* Assigned task *
How many of the lines below contain the word "CreateOrderResponse"? Only the number is wanted.

(Dataset entries)
----------------

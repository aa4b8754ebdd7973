use std::{
    future::Future,
    pin::Pin,
    task::{Context, Poll},
};

use chrono::NaiveDate;
use rust_decimal::Decimal;
use tower::Service;
use uuid::Uuid;

use crate::{
    domain::Order,
    ports::{customer::CustomerStore, order::OrderStore},
};

use super::{DomainLogic, Error};

pub struct CreateOrderRequest {
    pub customer_id: Uuid,
    /// Total purchase amount; must be non-negative
    pub amount: Decimal,
    pub order_date: NaiveDate,
}

#[derive(Debug, PartialEq, Eq)]
pub struct CreateOrderResponse {
    pub order: Order,
    /// Customer's lifetime balance after this accrual
    pub new_balance: u32,
}

impl<C, O> Service<CreateOrderRequest> for DomainLogic<C, O>
where
    C: CustomerStore + Send + Sync + 'static,
    O: OrderStore + Send + Sync + 'static,
{
    type Response = CreateOrderResponse;
    type Error = Error;
    type Future = Pin<Box<dyn Future<Output = Result<Self::Response, Self::Error>> + Send>>;

    fn poll_ready(&mut self, _cx: &mut Context<'_>) -> Poll<Result<(), Self::Error>> {
        Poll::Ready(Ok(()))
    }

    fn call(&mut self, req: CreateOrderRequest) -> Self::Future {
        let customers = self.customers.clone();
        let orders = self.orders.clone();
        let tiers = self.tiers;
        Box::pin(async move {
            if req.amount < Decimal::ZERO {
                return Err(Error::InvalidInput(
                    format!("negative order amount: {}", req.amount).into(),
                ));
            }

            let customer = customers.find_by_id(req.customer_id).await?;

            // Computed exactly once; the stored value never changes, even if
            // the tier configuration does.
            let earned_points = tiers.points_for(req.amount);
            tracing::debug!(
                customer_id = %customer.customer_id,
                amount = %req.amount,
                earned_points,
                "calculated loyalty points for order",
            );

            // The store applies the order insert and the balance increment as
            // one atomic unit of work.
            let order = Order::new(customer.customer_id, req.amount, earned_points, req.order_date);
            let (order, customer) = orders.record(order).await?;

            Ok(CreateOrderResponse {
                order,
                new_balance: customer.points_balance,
            })
        })
    }
}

----------------

* Solved problem *
3